All slides were imaged using the identical imaging conditions with a Zeiss Spinning Disc Axio Observer Z1. To promote unbiased image selection, a 10x overview of the beta-III-tubulin signal of anterior horn of the spinal cord was taken and using the tiles setup, regions containing MNs were selected and subsequently imaged with a Plan-Apochromat 63x oil magnification objective and 23x0.5um z-stacks. Using Zen software, the tiles were conjoined, and a maximum intensity projection was computed and converted to a TIFF which was used for further analysis. Imaging was performed blinded manually on a single-MN level in Fiji [58]. Only MNs with a visible nucleus as determined by DAPI were analyzed. The mean fluorescent intensity (MFI) of NOVA1 and beta-III-tubulin was measured in the nucleus, soma and lipofuscin areas in each neuron.
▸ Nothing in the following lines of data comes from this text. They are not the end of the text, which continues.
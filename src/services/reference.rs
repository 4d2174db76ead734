//! Reference document generation and publishing.

use std::path::Path;
use tracing::instrument;

use super::{classify, deduplicate};
use crate::config::ServerConfig;
use crate::hedgedoc::NoteService;
use crate::models::{HistoryEntry, Section, StructureConfig};
use crate::rendering::{UNCATEGORIZED, render_markdown};
use crate::taxonomy::parse_structure_config;
use crate::{Error, Result};

/// Generates the reference document for a history.
///
/// Each entry appears under the last taxonomy item that claims it, or in a
/// trailing "Uncategorized" section when no item does. The output depends only
/// on the inputs.
#[must_use]
pub fn generate_markdown(
    server: &str,
    structure: &StructureConfig,
    history: &[HistoryEntry],
) -> String {
    let classification = classify(&structure.items, history);
    let mut sections = classification.sections;
    deduplicate(&mut sections);

    if !classification.uncategorized.is_empty() {
        sections.push(Section::new(UNCATEGORIZED, 0, classification.uncategorized));
    }

    render_markdown(server, &sections)
}

/// Keeps only pinned entries when `only_pinned` is set.
#[must_use]
pub fn filter_pinned(history: Vec<HistoryEntry>, only_pinned: bool) -> Vec<HistoryEntry> {
    if only_pinned {
        history.into_iter().filter(|entry| entry.pinned).collect()
    } else {
        history
    }
}

/// Writes a generated document to disk.
///
/// # Errors
///
/// Returns an error if the file cannot be written.
pub fn write_reference(path: &Path, markdown: &str) -> Result<()> {
    std::fs::write(path, markdown).map_err(|e| Error::OperationFailed {
        operation: "write_reference".to_string(),
        cause: format!("{}: {e}", path.display()),
    })
}

/// Service for building and publishing the reference document.
pub struct ReferenceService<S: NoteService> {
    /// Note service client.
    notes: S,
    /// Server and user the client is logged into.
    server: ServerConfig,
}

impl<S: NoteService> ReferenceService<S> {
    /// Creates a new reference service.
    #[must_use]
    pub const fn new(notes: S, server: ServerConfig) -> Self {
        Self { notes, server }
    }

    /// Returns the note service client.
    #[must_use]
    pub const fn notes(&self) -> &S {
        &self.notes
    }

    /// Returns the server configuration.
    #[must_use]
    pub const fn server(&self) -> &ServerConfig {
        &self.server
    }

    /// Fetches the history, optionally restricted to pinned entries.
    ///
    /// # Errors
    ///
    /// Returns an error if the history cannot be fetched.
    #[instrument(skip(self), fields(operation = "reference.history"))]
    pub fn history(&self, only_pinned: bool) -> Result<Vec<HistoryEntry>> {
        let history = filter_pinned(self.notes.history()?, only_pinned);
        tracing::debug!(entries = history.len(), "Fetched history");
        Ok(history)
    }

    /// Parses the taxonomy at `structure` and generates the document.
    ///
    /// # Errors
    ///
    /// Returns an error if the taxonomy cannot be read or parsed.
    #[instrument(
        skip(self, history),
        fields(operation = "reference.generate", entries = history.len())
    )]
    pub fn generate(&self, structure: &Path, history: &[HistoryEntry]) -> Result<String> {
        let structure = parse_structure_config(structure)?;
        Ok(generate_markdown(&self.server.server, &structure, history))
    }

    /// Replaces the published reference document with the file at `output`.
    ///
    /// The existing document is deleted first, then the file is imported
    /// under the same id.
    ///
    /// # Errors
    ///
    /// Returns an error if either note service call fails.
    #[instrument(skip(self), fields(operation = "reference.upload"))]
    pub fn upload(&self, output: &Path, reference_id: &str) -> Result<()> {
        tracing::info!("Deleting existing reference");
        self.notes.delete(reference_id)?;

        tracing::info!("Importing reference");
        self.notes.import(output, reference_id)?;
        Ok(())
    }
}

#[cfg(test)]
mod tests {
    use super::*;
    use crate::taxonomy::parse_structure_str;
    use std::cell::RefCell;

    const SERVER: &str = "https://md.example.org";

    #[derive(Default)]
    struct RecordingNotes {
        history: Vec<HistoryEntry>,
        calls: RefCell<Vec<String>>,
    }

    impl NoteService for RecordingNotes {
        fn login(&self, user: &str, _password: &secrecy::SecretString) -> Result<()> {
            self.calls.borrow_mut().push(format!("login {user}"));
            Ok(())
        }

        fn profile(&self) -> Result<String> {
            Ok(format!("HEDGEDOC_SERVER={SERVER}\nUSER_NAME=me\n"))
        }

        fn history(&self) -> Result<Vec<HistoryEntry>> {
            Ok(self.history.clone())
        }

        fn delete(&self, id: &str) -> Result<()> {
            self.calls.borrow_mut().push(format!("delete {id}"));
            Ok(())
        }

        fn import(&self, path: &Path, id: &str) -> Result<()> {
            self.calls
                .borrow_mut()
                .push(format!("import {} {id}", path.display()));
            Ok(())
        }
    }

    fn server() -> ServerConfig {
        ServerConfig::new(SERVER, "me").unwrap()
    }

    #[test]
    fn test_nested_match_renders_under_deeper_section() {
        let structure =
            parse_structure_str("tags:\n  levels:\n    - work\n    - '#(x|y)':\n        - sub\n")
                .unwrap();
        let history = vec![HistoryEntry::new(1, "abc", "Note1").with_tags(["x"])];

        let markdown = generate_markdown(SERVER, &structure, &history);

        assert_eq!(
            markdown,
            "# History Reference\n\n## work\n\n## x, y\n\n- [Note1](https://md.example.org/abc) (x)\n\n\n### sub\n"
        );
    }

    #[test]
    fn test_uncategorized_section_is_last() {
        let structure = parse_structure_str("tags:\n  levels: [work]\n").unwrap();
        let history = vec![
            HistoryEntry::new(3, "u1", "Loose"),
            HistoryEntry::new(2, "w", "Job").with_tags(["work"]),
            HistoryEntry::new(1, "u2", "Other").with_tags(["misc"]),
        ];

        let markdown = generate_markdown(SERVER, &structure, &history);

        let uncategorized = markdown.find("## Uncategorized").unwrap();
        assert!(markdown.find("## work").unwrap() < uncategorized);
        let tail = &markdown[uncategorized..];
        assert!(tail.find("u1").unwrap() < tail.find("u2").unwrap());
        assert!(!tail.contains("/w)"));
    }

    #[test]
    fn test_empty_history_omits_uncategorized() {
        let structure = parse_structure_str("tags:\n  levels: [a, {b: [c]}]\n").unwrap();

        let markdown = generate_markdown(SERVER, &structure, &[]);

        assert_eq!(markdown, "# History Reference\n\n## a\n\n## b\n\n### c\n");
    }

    #[test]
    fn test_filter_pinned() {
        let history = vec![
            HistoryEntry::new(1, "a", "A").with_pinned(true),
            HistoryEntry::new(2, "b", "B"),
            HistoryEntry::new(3, "c", "C").with_pinned(true),
        ];

        let pinned = filter_pinned(history.clone(), true);
        let ids: Vec<&str> = pinned.iter().map(|e| e.id.as_str()).collect();
        assert_eq!(ids, vec!["a", "c"]);

        assert_eq!(filter_pinned(history, false).len(), 3);
    }

    #[test]
    fn test_service_history_filters_pinned() {
        let notes = RecordingNotes {
            history: vec![
                HistoryEntry::new(1, "a", "A").with_pinned(true),
                HistoryEntry::new(2, "b", "B"),
            ],
            ..RecordingNotes::default()
        };
        let service = ReferenceService::new(notes, server());

        assert_eq!(service.history(true).unwrap().len(), 1);
        assert_eq!(service.history(false).unwrap().len(), 2);
    }

    #[test]
    fn test_upload_deletes_before_import() {
        let service = ReferenceService::new(RecordingNotes::default(), server());

        service.upload(Path::new("out.md"), "ref-id").unwrap();

        assert_eq!(
            *service.notes.calls.borrow(),
            vec!["delete ref-id".to_string(), "import out.md ref-id".to_string()]
        );
    }

    #[test]
    fn test_generate_reads_structure_file() {
        let dir = tempfile::tempdir().unwrap();
        let path = dir.path().join("hd.structure.yaml");
        std::fs::write(&path, "tags:\n  levels: [rust]\n").unwrap();
        let service = ReferenceService::new(RecordingNotes::default(), server());
        let history = vec![HistoryEntry::new(1, "abc", "Crate").with_tags(["rust"])];

        let markdown = service.generate(&path, &history).unwrap();

        assert!(markdown.contains("## rust\n\n- [Crate](https://md.example.org/abc) (rust)"));
    }

    #[test]
    fn test_write_reference() {
        let dir = tempfile::tempdir().unwrap();
        let path = dir.path().join("out.md");

        write_reference(&path, "# History Reference\n").unwrap();

        assert_eq!(std::fs::read_to_string(&path).unwrap(), "# History Reference\n");
    }
}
An area was considered as lipofuscin when the typical autofluorescence pattern was observed in all channels. Additionally, the area of the three locations of interest was measured and the lipofuscin-free cytoplasmic area was calculated by subtracting the nuclear and lipofuscin areas from the soma area. The MFI of the cytoplasm was then calculated as followed: MFIcytoplasm = ((MFIsomaxareasoma) − (MFInucleusxareanucleus) − (MFIlipofuscinxarealipofuscin))/areacytoplasm. Qualitatively, each MN was assessed for TDP-43 pathology, specifically if there is a loss in nuclear TDP-43 and whether there is cytoplasmic TDP-43 aggregation present and if the aggregation is dot-like or skein-like/Lewy-body-like.

Analysis of the data was performed in Python 3. Only MNs with an areasoma > 1000µm2 were considered. For the analysis between MNs within a sALS patients, the raw MFI was used and MFIs in MNs with nuclear TDP-43 and loss of nuclear TDP-43 within a single patient were considered as matched values. To compare MNs from different individuals with each other, the MFI of NOVA1 and TDP-43 were normalized to the beta-III-tubulin MFI of the lipofuscin-free soma area, with the aim to reduce inter-individual variability due to technical differences such as postmortem interval, variability within fixation procedure and storage time of the tissue.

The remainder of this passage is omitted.